■ Exercise instructions
Note each line in the data holding the string "RetryStrategy" and report it.

++++++++

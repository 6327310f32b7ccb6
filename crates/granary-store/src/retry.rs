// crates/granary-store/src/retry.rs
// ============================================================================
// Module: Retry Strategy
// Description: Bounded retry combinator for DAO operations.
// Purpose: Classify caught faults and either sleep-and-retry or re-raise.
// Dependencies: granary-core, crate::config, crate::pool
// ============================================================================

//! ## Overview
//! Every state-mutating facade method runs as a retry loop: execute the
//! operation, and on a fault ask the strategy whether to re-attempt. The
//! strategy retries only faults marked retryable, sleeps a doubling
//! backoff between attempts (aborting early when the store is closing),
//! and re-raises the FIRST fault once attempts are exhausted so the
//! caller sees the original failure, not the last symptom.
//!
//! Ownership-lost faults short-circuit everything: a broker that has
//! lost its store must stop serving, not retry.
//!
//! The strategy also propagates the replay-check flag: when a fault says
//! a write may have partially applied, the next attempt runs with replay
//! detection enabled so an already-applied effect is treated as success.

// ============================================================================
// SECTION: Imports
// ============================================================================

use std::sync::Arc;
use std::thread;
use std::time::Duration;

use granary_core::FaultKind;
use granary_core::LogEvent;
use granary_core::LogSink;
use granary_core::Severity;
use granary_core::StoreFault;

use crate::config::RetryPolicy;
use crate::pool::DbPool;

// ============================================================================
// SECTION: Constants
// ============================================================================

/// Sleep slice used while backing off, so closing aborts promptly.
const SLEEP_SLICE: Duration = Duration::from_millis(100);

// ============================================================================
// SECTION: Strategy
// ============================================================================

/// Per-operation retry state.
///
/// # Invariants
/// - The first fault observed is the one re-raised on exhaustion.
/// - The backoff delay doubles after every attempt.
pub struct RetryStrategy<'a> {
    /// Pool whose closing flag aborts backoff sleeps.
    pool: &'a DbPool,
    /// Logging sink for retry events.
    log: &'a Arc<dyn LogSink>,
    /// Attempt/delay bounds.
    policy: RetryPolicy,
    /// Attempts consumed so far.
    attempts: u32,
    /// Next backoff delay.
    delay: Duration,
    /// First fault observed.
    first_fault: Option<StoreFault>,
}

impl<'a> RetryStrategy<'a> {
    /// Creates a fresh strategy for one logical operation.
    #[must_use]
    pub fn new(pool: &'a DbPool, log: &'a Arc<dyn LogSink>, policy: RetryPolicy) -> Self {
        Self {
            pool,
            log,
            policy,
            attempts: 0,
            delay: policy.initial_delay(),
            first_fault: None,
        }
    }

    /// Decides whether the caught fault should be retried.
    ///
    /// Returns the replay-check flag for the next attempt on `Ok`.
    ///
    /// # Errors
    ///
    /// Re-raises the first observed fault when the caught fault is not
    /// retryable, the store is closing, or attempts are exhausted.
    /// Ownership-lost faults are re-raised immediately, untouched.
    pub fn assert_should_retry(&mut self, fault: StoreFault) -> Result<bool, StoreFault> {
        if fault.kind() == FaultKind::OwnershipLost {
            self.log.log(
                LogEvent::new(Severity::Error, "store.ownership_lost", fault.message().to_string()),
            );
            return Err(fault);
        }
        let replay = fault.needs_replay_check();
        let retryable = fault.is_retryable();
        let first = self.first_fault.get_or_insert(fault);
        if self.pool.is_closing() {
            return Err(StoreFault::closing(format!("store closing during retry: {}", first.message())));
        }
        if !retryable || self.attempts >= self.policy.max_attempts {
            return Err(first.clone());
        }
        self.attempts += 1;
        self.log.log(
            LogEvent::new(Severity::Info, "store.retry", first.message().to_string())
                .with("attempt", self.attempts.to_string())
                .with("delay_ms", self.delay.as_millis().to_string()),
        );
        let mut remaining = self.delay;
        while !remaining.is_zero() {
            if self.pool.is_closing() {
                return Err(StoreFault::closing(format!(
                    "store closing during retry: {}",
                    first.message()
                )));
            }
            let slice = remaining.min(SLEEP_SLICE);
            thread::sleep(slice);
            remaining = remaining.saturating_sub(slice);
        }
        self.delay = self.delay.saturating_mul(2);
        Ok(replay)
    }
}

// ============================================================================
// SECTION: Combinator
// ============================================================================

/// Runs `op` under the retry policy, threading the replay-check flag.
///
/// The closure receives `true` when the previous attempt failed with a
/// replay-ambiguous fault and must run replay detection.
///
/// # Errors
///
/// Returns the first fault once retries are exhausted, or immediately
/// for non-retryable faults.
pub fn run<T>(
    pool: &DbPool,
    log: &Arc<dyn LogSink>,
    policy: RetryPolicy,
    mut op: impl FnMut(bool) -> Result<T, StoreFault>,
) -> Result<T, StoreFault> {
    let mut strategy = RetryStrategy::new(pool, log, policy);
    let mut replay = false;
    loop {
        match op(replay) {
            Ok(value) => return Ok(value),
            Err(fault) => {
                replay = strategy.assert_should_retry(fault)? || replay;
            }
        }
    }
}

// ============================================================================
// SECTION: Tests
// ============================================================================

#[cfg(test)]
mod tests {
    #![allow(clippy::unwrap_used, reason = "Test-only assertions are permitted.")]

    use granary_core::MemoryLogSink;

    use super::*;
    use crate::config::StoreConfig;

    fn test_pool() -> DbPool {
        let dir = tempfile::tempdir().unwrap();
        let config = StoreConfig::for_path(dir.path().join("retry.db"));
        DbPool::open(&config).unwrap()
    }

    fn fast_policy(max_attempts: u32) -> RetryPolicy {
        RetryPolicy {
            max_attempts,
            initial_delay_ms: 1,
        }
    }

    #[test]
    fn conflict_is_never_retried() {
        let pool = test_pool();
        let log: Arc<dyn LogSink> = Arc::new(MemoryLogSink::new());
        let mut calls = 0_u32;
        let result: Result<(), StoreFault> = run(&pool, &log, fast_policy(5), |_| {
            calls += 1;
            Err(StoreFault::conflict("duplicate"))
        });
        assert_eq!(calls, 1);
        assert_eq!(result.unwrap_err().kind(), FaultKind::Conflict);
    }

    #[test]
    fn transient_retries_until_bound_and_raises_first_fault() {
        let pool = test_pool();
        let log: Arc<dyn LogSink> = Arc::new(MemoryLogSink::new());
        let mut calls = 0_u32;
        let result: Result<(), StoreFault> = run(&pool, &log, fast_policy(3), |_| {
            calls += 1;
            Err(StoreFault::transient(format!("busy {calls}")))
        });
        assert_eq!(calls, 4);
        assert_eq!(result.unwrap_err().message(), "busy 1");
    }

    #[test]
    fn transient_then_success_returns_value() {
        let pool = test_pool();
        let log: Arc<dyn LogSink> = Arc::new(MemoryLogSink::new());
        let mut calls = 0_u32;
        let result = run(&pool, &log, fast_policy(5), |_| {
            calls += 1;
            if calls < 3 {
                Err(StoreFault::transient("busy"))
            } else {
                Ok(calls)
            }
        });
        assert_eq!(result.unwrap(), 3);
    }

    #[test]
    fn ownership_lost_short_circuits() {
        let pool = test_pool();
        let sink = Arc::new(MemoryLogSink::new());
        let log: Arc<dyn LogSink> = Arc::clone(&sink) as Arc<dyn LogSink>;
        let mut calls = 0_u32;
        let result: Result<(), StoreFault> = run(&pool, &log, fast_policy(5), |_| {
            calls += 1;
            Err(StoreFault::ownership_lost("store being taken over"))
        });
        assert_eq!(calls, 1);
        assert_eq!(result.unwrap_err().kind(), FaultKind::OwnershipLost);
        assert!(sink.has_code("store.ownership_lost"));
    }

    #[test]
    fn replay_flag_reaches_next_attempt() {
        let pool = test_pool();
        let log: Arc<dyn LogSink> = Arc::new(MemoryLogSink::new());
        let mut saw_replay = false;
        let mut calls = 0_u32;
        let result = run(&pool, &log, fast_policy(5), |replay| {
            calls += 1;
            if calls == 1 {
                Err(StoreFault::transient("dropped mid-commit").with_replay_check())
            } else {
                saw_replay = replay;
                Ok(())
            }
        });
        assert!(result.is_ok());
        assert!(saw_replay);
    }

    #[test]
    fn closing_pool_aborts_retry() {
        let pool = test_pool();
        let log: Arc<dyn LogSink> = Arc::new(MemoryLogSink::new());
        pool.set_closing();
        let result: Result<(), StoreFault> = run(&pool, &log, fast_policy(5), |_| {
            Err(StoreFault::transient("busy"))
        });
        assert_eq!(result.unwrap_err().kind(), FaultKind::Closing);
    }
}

++++++++

■ Output for this exercise
pub struct RetryStrategy<'a> {
impl<'a> RetryStrategy<'a> {
    let mut strategy = RetryStrategy::new(pool, log, policy);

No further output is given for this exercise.